Source: ClearSale State of Consumer Attitudes on Fraud & CX Survey data, May 2022
41% of survey participants said they would never shop again with a site that declined their order. Adding extra verification steps at checkout in an effort to reduce fraud can have a similar effect. 15% of consumers surveyed said they’d abandoned at least one online cart in the past year because the checkout process was too complicated or took too long to complete.
There’s No Single Solution to the Ecommerce Fraud Problem
The need to balance security with convenience requires retailers to create fraud management systems that are tailored to their unique risk profiles and customer personas. The MRC report found that online retailers on average use five fraud detection tools, with larger businesses using more on average and SMBs typically using fewer.

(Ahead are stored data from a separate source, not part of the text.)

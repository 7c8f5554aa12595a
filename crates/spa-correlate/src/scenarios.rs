//! End-to-end scenarios over the whole engine

use crate::InteractionTracker;
use spa_core::config::AjaxAttribution;
use spa_core::{
    Category, CollectingSink, InteractionRecord, ManualClock, RequestHandle, TimerId,
    TrackerConfig, UiEvent,
};

fn tracker(config: TrackerConfig) -> InteractionTracker<CollectingSink> {
    let mut tracker = InteractionTracker::new(
        TrackerConfig {
            initial_page_load: false,
            ..config
        },
        CollectingSink::new(),
        Box::new(ManualClock::new(0.0)),
    );
    tracker.set_location("https://shop.test/");
    tracker
}

fn assert_time_conserved(record: &InteractionRecord) {
    let js: f64 = record.root.js_time + record.root.descendant_js_time();
    assert!(
        record.duration() >= js,
        "duration {} < exclusive time {}",
        record.duration(),
        js
    );
}

/// A click whose handler keeps scheduling work through timers. The URL
/// changes, the DOM updates, two requests go out while the interaction is
/// open and a third one after it has ended.
#[test]
fn test_attribution_by_span() {
    let mut tracker = tracker(TrackerConfig {
        ajax_attribution: AjaxAttribution::Span,
        ..Default::default()
    });

    let click = tracker.ui_event(&UiEvent::new(1, "click", 100.0));
    for (id, delay) in [(1, 50.0), (2, 75.0), (3, 100.0), (4, 150.0), (5, 190.0)] {
        tracker.new_timer(TimerId(id), delay, 100.0);
    }
    tracker.callback_end(click, 101.0);

    let t = tracker.timer_fired(TimerId(1), 150.0);
    tracker.url_changed(150.0, "https://shop.test/products", false);
    tracker.callback_end(t, 151.0);

    let a = RequestHandle(1);
    let t = tracker.timer_fired(TimerId(2), 175.0);
    tracker.new_xhr(a, 175.0);
    tracker.xhr_send(a, "GET", "/api/products", 175.0);
    tracker.callback_end(t, 176.0);

    let t = tracker.timer_fired(TimerId(3), 200.0);
    tracker.dom_mutation_observed(200.0);
    tracker.callback_end(t, 201.0);

    tracker.xhr_resolved(a, Some(200), 225.0);

    let b = RequestHandle(2);
    let t = tracker.timer_fired(TimerId(4), 250.0);
    tracker.new_xhr(b, 250.0);
    tracker.xhr_send(b, "GET", "/api/recommendations", 250.0);
    tracker.callback_end(t, 251.0);

    // trailing task
    let t = tracker.timer_fired(TimerId(5), 290.0);
    tracker.callback_end(t, 300.0);

    let c = RequestHandle(3);
    tracker.new_xhr(c, 325.0);
    tracker.xhr_send(c, "POST", "/api/beacon", 325.0);

    tracker.xhr_resolved(b, Some(200), 350.0);
    tracker.xhr_resolved(c, Some(204), 400.0);
    tracker.flush(500.0);

    let sink = tracker.sink();
    assert_eq!(sink.interactions.len(), 1);
    let record = &sink.interactions[0];
    assert_eq!(record.start, 100.0);
    assert_eq!(record.end, 300.0);
    assert!(record.route_change);
    assert!(record.in_progress);
    assert_eq!(record.category, Category::RouteChange);
    assert_eq!(record.dom_timestamp, Some(200.0));

    let children = record.children();
    assert_eq!(children.len(), 2);
    let a = children[0].ajax().unwrap();
    let b = children[1].ajax().unwrap();
    assert_eq!(a.url, "/api/products");
    assert_eq!((children[0].start, children[0].end), (175.0, Some(225.0)));
    assert_eq!(b.url, "/api/recommendations");
    assert_eq!((children[1].start, children[1].end), (250.0, Some(350.0)));

    assert_eq!(sink.ajax.len(), 1);
    assert_eq!(sink.ajax[0].url, "/api/beacon");
    assert_eq!(sink.ajax[0].start, 325.0);
    assert_eq!(sink.ajax[0].end, 400.0);

    assert_time_conserved(record);
    assert_eq!(tracker.live_nodes(), 0);
}

/// Timers beyond the frame's budget are not attached, so when they fire
/// later they cannot extend or reopen the interaction.
#[test]
fn test_timer_budget_bounds_interaction() {
    let mut tracker = tracker(TrackerConfig::default());

    let click = tracker.ui_event(&UiEvent::new(1, "click", 100.0));
    tracker.new_timer(TimerId(1), 500.0, 100.0);
    tracker.new_timer(TimerId(2), 500.0, 100.0);
    tracker.callback_end(click, 101.0);
    assert_eq!(tracker.stats().timers_over_budget, 1);

    let t = tracker.timer_fired(TimerId(1), 600.0);
    tracker.callback_end(t, 602.0);

    // fires after the interaction finished; the next event boundary
    // finalizes it before the callback is attributed
    let excess = tracker.timer_fired(TimerId(2), 610.0);
    assert!(excess.node().is_none());
    assert_eq!(tracker.sink().interactions.len(), 1);
    tracker.callback_end(excess, 640.0);

    tracker.flush(1000.0);
    let sink = tracker.sink();
    assert_eq!(sink.interactions.len(), 1);
    assert_eq!(sink.interactions[0].end, 602.0);
    assert_eq!(tracker.stats().unattributed_callbacks, 1);
    assert_time_conserved(&sink.interactions[0]);
}

/// A self-rescheduling timer chain stops holding the interaction open once
/// a frame asks for more than its budget.
#[test]
fn test_polling_chain_is_cut_off() {
    let mut tracker = tracker(TrackerConfig::default());

    let click = tracker.ui_event(&UiEvent::new(1, "click", 0.0));
    tracker.new_timer(TimerId(1), 400.0, 0.0);
    tracker.callback_end(click, 1.0);

    let t = tracker.timer_fired(TimerId(1), 400.0);
    tracker.new_timer(TimerId(2), 1000.0, 400.0);
    tracker.callback_end(t, 401.0);

    tracker.flush(2000.0);
    assert_eq!(tracker.sink().interactions[0].end, 401.0);
}

/// Lazy-loaded code issues a request right after the click handler
/// returned, in the same tick.
#[test]
fn test_late_request_resurrects_interaction() {
    let mut tracker = tracker(TrackerConfig::default());

    let click = tracker.ui_event(&UiEvent::new(1, "click", 100.0));
    tracker.callback_end(click, 110.0);

    let req = RequestHandle(1);
    tracker.new_xhr(req, 110.0);
    tracker.xhr_send(req, "GET", "/chunk.json", 110.0);
    let cb = tracker.request_callback(req, 180.0);
    tracker.callback_end(cb, 182.0);
    tracker.xhr_resolved(req, Some(200), 182.0);

    tracker.flush(300.0);
    let sink = tracker.sink();
    assert_eq!(sink.interactions.len(), 1);
    assert!(sink.ajax.is_empty());
    let record = &sink.interactions[0];
    assert_eq!(record.end, 182.0);
    assert_eq!(record.children().len(), 1);
    assert_eq!(tracker.stats().interactions_resurrected, 1);
    assert_time_conserved(record);
}

/// Initial page load: scripts run while loading, the load event forces the
/// interaction to finish and paint timings are attached.
#[test]
fn test_initial_page_load() {
    let mut tracker = InteractionTracker::new(
        TrackerConfig::default(),
        CollectingSink::new(),
        Box::new(ManualClock::new(0.0)),
    );
    tracker.set_location("https://shop.test/");

    let boot = tracker.callback_start(None, 20.0);
    let req = RequestHandle(1);
    tracker.fetch_start(req, "GET", "/api/session", 22.0);
    tracker.callback_end(boot, 40.0);

    tracker.paint_observed(spa_core::PaintKind::FirstPaint, 60.0);
    tracker.paint_observed(spa_core::PaintKind::FirstContentfulPaint, 75.0);

    let done = tracker.fetch_done(req, Some(200), 90.0);
    tracker.callback_end(done, 95.0);

    // a click while still loading joins the initial load
    let click = tracker.ui_event(&UiEvent::new(1, "click", 100.0));
    tracker.callback_end(click, 101.0);
    assert_eq!(tracker.stats().interactions_created, 1);

    tracker.page_loaded(400.0);
    tracker.flush(400.0);

    let record = &tracker.sink().interactions[0];
    assert_eq!(record.category, Category::InitialPageLoad);
    assert_eq!(record.start, 0.0);
    assert_eq!(record.end, 400.0);
    assert_eq!(record.first_paint, Some(60.0));
    assert_eq!(record.first_contentful_paint, Some(75.0));
    assert_eq!(record.children().len(), 1);
    assert_eq!(record.root.js_time, 21.0);
    assert_time_conserved(record);
}

/// Two clicks far apart produce two separate interactions and the arena is
/// empty once both are harvested.
#[test]
fn test_sequential_interactions_are_independent() {
    let mut tracker = tracker(TrackerConfig::default());

    for (event, ts) in [(1, 100.0), (2, 1000.0)] {
        let click = tracker.ui_event(&UiEvent::new(event, "click", ts));
        tracker.new_timer(TimerId(event), 10.0, ts);
        tracker.callback_end(click, ts + 1.0);
        let t = tracker.timer_fired(TimerId(event), ts + 10.0);
        tracker.callback_end(t, ts + 12.0);
    }
    tracker.flush(2000.0);

    let emitted = &tracker.sink().interactions;
    assert_eq!(emitted.len(), 2);
    assert_eq!(emitted[0].end, 112.0);
    assert_eq!(emitted[1].start, 1000.0);
    assert_eq!(emitted[1].end, 1012.0);
    assert_eq!(tracker.live_interactions(), 0);
    assert_eq!(tracker.live_nodes(), 0);
}
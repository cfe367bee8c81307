//! Physics configuration
//!
//! Plain in-memory configuration structs. All of them derive serde so a game
//! can keep them next to the rest of its settings, but the physics layer never
//! reads or writes files itself.

use brisk_core::Vec2;
use serde::{Deserialize, Serialize};

/// Bit mask of physics layers
pub type LayerMask = u32;

/// Mask matching every layer
pub const ALL_LAYERS: LayerMask = u32::MAX;

/// Number of addressable physics layers
pub const MAX_LAYERS: u32 = 32;

/// Mask bit for a layer index
#[inline]
pub fn layer_bit(layer: u32) -> LayerMask {
    1u32.checked_shl(layer).unwrap_or(0)
}

/// Whether `mask` includes `layer`
#[inline]
pub fn mask_includes(mask: LayerMask, layer: u32) -> bool {
    mask & layer_bit(layer) != 0
}

/// World-wide physics settings
#[derive(Debug, Clone, PartialEq, Serialize, Deserialize)]
#[serde(default)]
pub struct PhysicsConfig {
    /// Gravity applied by arcade rigidbodies, y-down
    pub gravity: Vec2,
    /// Side length of a spatial hash cell
    pub spatial_hash_cell_size: f32,
    /// Whether linecasts report trigger colliders
    pub raycasts_hit_triggers: bool,
    /// Whether linecasts report colliders that contain the cast's start point
    pub raycasts_start_in_colliders: bool,
    /// Upper bound on grid cells a single linecast may visit
    pub linecast_max_steps: u32,
}

impl Default for PhysicsConfig {
    fn default() -> Self {
        Self {
            gravity: Vec2::new(0.0, 300.0),
            spatial_hash_cell_size: 100.0,
            raycasts_hit_triggers: false,
            raycasts_start_in_colliders: false,
            linecast_max_steps: 100,
        }
    }
}

/// Per-collider settings applied when a collider is attached
#[derive(Debug, Clone, PartialEq, Serialize, Deserialize)]
#[serde(default)]
pub struct ColliderConfig {
    /// Layer index (0..32) this collider lives on
    pub physics_layer: u32,
    /// Layers this collider queries against
    pub collides_with_layers: LayerMask,
    /// Triggers report overlaps but never block movement
    pub is_trigger: bool,
    /// Whether the shape follows the entity's rotation and scale
    pub should_collider_scale_and_rotate_with_transform: bool,
    /// Offset of the shape from the entity position
    pub local_offset: Vec2,
    /// Tie-breaker for casts and late trigger ordering; lower sorts first
    pub cast_sort_order: i32,
}

impl Default for ColliderConfig {
    fn default() -> Self {
        Self {
            physics_layer: 0,
            collides_with_layers: ALL_LAYERS,
            is_trigger: false,
            should_collider_scale_and_rotate_with_transform: true,
            local_offset: Vec2::ZERO,
            cast_sort_order: 0,
        }
    }
}

impl ColliderConfig {
    pub fn trigger() -> Self {
        Self {
            is_trigger: true,
            ..Self::default()
        }
    }

    pub fn with_layer(mut self, layer: u32) -> Self {
        self.physics_layer = layer.min(MAX_LAYERS - 1);
        self
    }

    pub fn with_collides_with(mut self, mask: LayerMask) -> Self {
        self.collides_with_layers = mask;
        self
    }

    pub fn with_local_offset(mut self, offset: Vec2) -> Self {
        self.local_offset = offset;
        self
    }

    pub fn with_cast_sort_order(mut self, order: i32) -> Self {
        self.cast_sort_order = order;
        self
    }

    pub fn with_scale_and_rotate(mut self, enabled: bool) -> Self {
        self.should_collider_scale_and_rotate_with_transform = enabled;
        self
    }
}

Layering solutions can create a more comprehensive safety net for retailers, especially if the tools they use include behavioral biometric analysis and checks on transaction recency and velocity across multiple sites, per the MRC. Scoring individual orders for fraud risk can help to prevent chargebacks without adding friction for all customers at checkout, especially if the risk algorithm can factor in the customer’s chargeback history.
Overall, the data from the recent MRC report on global ecommerce fraud is encouraging, because it indicates that fraud can be reduced with the appropriate layers of fraud management tools. However, the consumer attitude survey highlights the need to implement those layers in a way that doesn’t inconvenience online shoppers by complicating checkout or generating false declines. The good news is that the resources to do both are increasingly available to online retailers who want to stop chargeback fraudsters and deliver a great experience for good customers.